Urinary NGAL dipstick: (a) Urinary NGAL dipstick reveals dose responses to increasing concentrations of NGAL in the urine. (b) Correlation between urine dipstick and ELISA measurements. ELISA, enzyme-linked immunosorbent assay; NGAL, neutrophil gelatinase-associated lipocalin.

Figure 4

Higher urinary NGAL levels are associated with critical illness and death in patients with COVID-19: (a) Urinary NGAL levels were associated with AKI and sustained AKI (>72 hours) after adjustment for age, sex, race, and ethnicity (minimally adjusted model, blue) and baseline SCr and preexisting comorbidities (fully adjusted model, red; n = 371). Urinary NGAL levels were also associated with secondary outcomes of death, dialysis, shock, and respiratory failure in both minimally and fully adjusted models, N = 440. In contrast, uKIM-1 level was not associated with AKI or any secondary outcomes except for respiratory failure. ORs and HRs are expressed per 1 unit of SD of biomarker distribution; 95% CI. (b) Kaplan-Meier survival analysis reveals survival differences by tertile of urinary NGAL levels measured by ELISA or (c) by 3 levels of urinary NGAL dipstick test (unadjusted P values provided for both b and c; N = 440).
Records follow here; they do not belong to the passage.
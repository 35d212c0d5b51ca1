//! One regeneration run: fetch, gate, compile, rewrite, print, publish.

use crate::config::Config;
use crate::fetch::{FetchError, fetch_schema};
use crate::fingerprint::{fingerprint, read_fingerprint, write_fingerprint};
use crate::publish::{PublishError, publish, write_output};
use declgen_syntax::{ReadError, TransformError, print_module, read_typescript, transform};
use declgen_typegen::{CompileError, CompileOptions, compile};
use serde_json::Value;
use std::path::PathBuf;

/// Options for a single run.
#[derive(Debug, Clone, Copy)]
pub struct RunOptions {
    /// Skip generation when the schema fingerprint matches the stored one.
    pub check_fingerprint: bool,
}

impl Default for RunOptions {
    fn default() -> Self {
        Self {
            check_fingerprint: true,
        }
    }
}

/// What a successful run did.
#[derive(Debug, Clone, PartialEq, Eq)]
pub enum RunOutcome {
    /// The schema matched the stored fingerprint; nothing was written.
    Unchanged { fingerprint: String },
    /// Declarations were regenerated and written to `path`.
    Generated { path: PathBuf, fingerprint: String },
}

#[derive(Debug, thiserror::Error)]
pub enum RunError {
    #[error("no schema source configured (set [source] url or pass --source)")]
    MissingSource,
    #[error(transparent)]
    Fetch(#[from] FetchError),
    #[error("failed to compile schema")]
    Compile(#[from] CompileError),
    #[error("compiled declarations did not parse")]
    Read(#[from] ReadError),
    #[error(transparent)]
    Transform(#[from] TransformError),
    #[error(transparent)]
    Publish(#[from] PublishError),
    #[error("failed to access fingerprint file {path}")]
    State {
        path: PathBuf,
        #[source]
        source: std::io::Error,
    },
}

/// Compile a schema and strip compiler artifacts, returning printed declarations.
pub fn generate(schema: &Value, config: &Config) -> Result<String, RunError> {
    let options = CompileOptions {
        banner_comment: config.banner(),
        additional_properties: config.output.additional_properties,
        export: true,
    };
    let compiled = compile(schema, &config.output.type_name, &options)?;
    tracing::debug!(bytes = compiled.len(), "compiled declarations");

    let module = read_typescript(&compiled)?;
    let module = transform(module)?;
    Ok(print_module(&module, &config.format))
}

/// Run the full regeneration flow.
///
/// Any failure before the last step leaves the stored fingerprint untouched,
/// so the next run retries.
pub fn run(config: &Config, options: &RunOptions) -> Result<RunOutcome, RunError> {
    let source = config.source().ok_or(RunError::MissingSource)?;
    let fetched = fetch_schema(&source)?;

    let current = fingerprint(&fetched.text);
    let state_path = config.fingerprint_path();
    tracing::info!(fingerprint = %current, "schema fingerprint");

    if options.check_fingerprint {
        let stored = read_fingerprint(&state_path).map_err(|source| RunError::State {
            path: state_path.clone(),
            source,
        })?;
        if stored.as_deref() == Some(current.as_str()) {
            tracing::info!("schema unchanged, skipping generation");
            return Ok(RunOutcome::Unchanged {
                fingerprint: current,
            });
        }
    }

    let declarations = generate(&fetched.json, config)?;

    let path = config.output_path();
    write_output(&path, &declarations)?;
    tracing::info!(path = %path.display(), "wrote declarations");

    publish(&config.publish.command, &config.publish_dir())?;

    write_fingerprint(&state_path, &current).map_err(|source| RunError::State {
        path: state_path.clone(),
        source,
    })?;

    Ok(RunOutcome::Generated {
        path,
        fingerprint: current,
    })
}

#[cfg(test)]
mod tests {
    use super::*;
    use serde_json::json;

    fn bare_config() -> Config {
        let mut config = Config::default();
        config.output.banner = Some(String::new());
        config
    }

    #[test]
    fn test_generate_strips_artifacts() {
        let schema = json!({
            "type": "object",
            "properties": {
                "mode": { "type": "string", "enum": ["a", "b"] },
                "extends": {
                    "anyOf": [{ "type": "string" }, { "type": "object" }]
                }
            }
        });
        let out = generate(&schema, &bare_config()).unwrap();
        insta::assert_snapshot!(out, @r#"
        export interface Configuration {
          mode?: "a" | "b";
          extends?: string;
        }
        "#);
    }

    #[test]
    fn test_missing_source() {
        let err = run(&Config::default(), &RunOptions::default()).unwrap_err();
        assert!(matches!(err, RunError::MissingSource));
    }
}
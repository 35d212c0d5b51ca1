//! Regenerate a TypeScript declaration package from a hosted JSON Schema.
//!
//! A run fetches the schema, skips everything if its fingerprint matches the
//! last generated one, and otherwise compiles it with [`declgen_typegen`],
//! strips compiler artifacts with [`declgen_syntax`], writes the module, and
//! optionally publishes it.

pub mod config;
pub mod fetch;
pub mod fingerprint;
pub mod pipeline;
pub mod publish;

pub use config::{CONFIG_FILE, Config, ConfigError};
pub use fetch::{FetchError, FetchedSchema, fetch_schema};
pub use pipeline::{RunError, RunOptions, RunOutcome, generate, run};
pub use publish::PublishError;
//! Drop `{ [k: string]: T }` alternatives from unions.
//!
//! Schema compilers model "any other object" fallbacks as a record type next
//! to the concrete alternatives. The union is rebuilt even when one or no
//! member survives; collapsing it is left to the printer.

use super::{Fold, Rewrite, fold_module, walk_type};
use crate::ast::{Module, TypeNode};

pub struct RemoveCatchAllUnionMembers;

impl Rewrite for RemoveCatchAllUnionMembers {
    fn name(&self) -> &'static str {
        "remove-catch-all-union-members"
    }

    fn rewrite(&self, module: Module) -> Module {
        let mut folder = UnionFolder { removed: 0 };
        let module = fold_module(&mut folder, module);
        tracing::debug!(removed = folder.removed, "catch-all union members");
        module
    }
}

struct UnionFolder {
    removed: usize,
}

impl Fold for UnionFolder {
    fn fold_type(&mut self, ty: TypeNode) -> TypeNode {
        match walk_type(self, ty) {
            TypeNode::Union(types) => {
                let before = types.len();
                let kept: Vec<_> = types
                    .into_iter()
                    .filter(|t| !t.is_string_keyed_record())
                    .collect();
                self.removed += before - kept.len();
                TypeNode::Union(kept)
            }
            other => other,
        }
    }
}

#[cfg(test)]
mod tests {
    use super::*;
    use crate::input::read_typescript;
    use crate::output::{FormatOptions, print_module};

    fn run(source: &str) -> String {
        let module = read_typescript(source).unwrap();
        print_module(
            &RemoveCatchAllUnionMembers.rewrite(module),
            &FormatOptions::default(),
        )
    }

    #[test]
    fn test_removes_record_alternative() {
        assert_eq!(
            run("type T = Rule | { [k: string]: unknown } | Rule[];"),
            "type T = Rule | Rule[];\n"
        );
    }

    #[test]
    fn test_value_type_is_irrelevant() {
        assert_eq!(
            run("type T = \"off\" | { [name: string]: Options };"),
            "type T = \"off\";\n"
        );
    }

    #[test]
    fn test_keeps_order_of_remaining_members() {
        assert_eq!(
            run("type T = C | { [k: string]: unknown } | A | B;"),
            "type T = C | A | B;\n"
        );
    }

    #[test]
    fn test_nested_unions() {
        assert_eq!(
            run(
                "interface I { rules?: { [k: string]: Rule | { [k: string]: unknown } }; }"
            ),
            "interface I {\n  rules?: {\n    [k: string]: Rule;\n  };\n}\n"
        );
    }

    #[test]
    fn test_records_with_other_members_stay() {
        let source = "type T = A | { a: string; [k: string]: unknown };";
        let module = read_typescript(source).unwrap();
        assert_eq!(RemoveCatchAllUnionMembers.rewrite(module.clone()), module);
    }

    #[test]
    fn test_number_keyed_records_stay() {
        let source = "type T = A | { [k: number]: unknown };";
        let module = read_typescript(source).unwrap();
        assert_eq!(RemoveCatchAllUnionMembers.rewrite(module.clone()), module);
    }

    #[test]
    fn test_records_outside_unions_stay() {
        let source = "type T = { [k: string]: unknown };";
        let module = read_typescript(source).unwrap();
        assert_eq!(RemoveCatchAllUnionMembers.rewrite(module.clone()), module);
    }
}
AKI, acute kidney injury; ELISA, enzyme-linked immunosorbent assay; HR, hazard ratio; NGAL, neutrophil gelatinase-associated lipocalin; OR, odds ratio; SCr, serum creatinine; uKIM-1, urinary KIM-1.

Figure 5

The expression level of NGAL (red-brown) and KIM-1 (blue-purple) depended on the dose of arterial ischemia in mouse: (a–e) NGAL expression was found at the corticomedullary junction after 10 minutes of ischemia, but throughout the medulla and papilla after 30 to 40 minutes of ischemia. KIM-1 expression was found in the cortex and throughout the corticomedullary junction. (e–f) Prolonged ischemia (40 minutes) broadened the expression domain of NGAL to include the proximal tubule marked by KIM-1. In contrast to NGAL, KIM-1 expression remained localized to the cortex and corticomedullary junction. Bars a–e = 500 μm; bars f = 20 μm. NGAL, neutrophil gelatinase-associated lipocalin.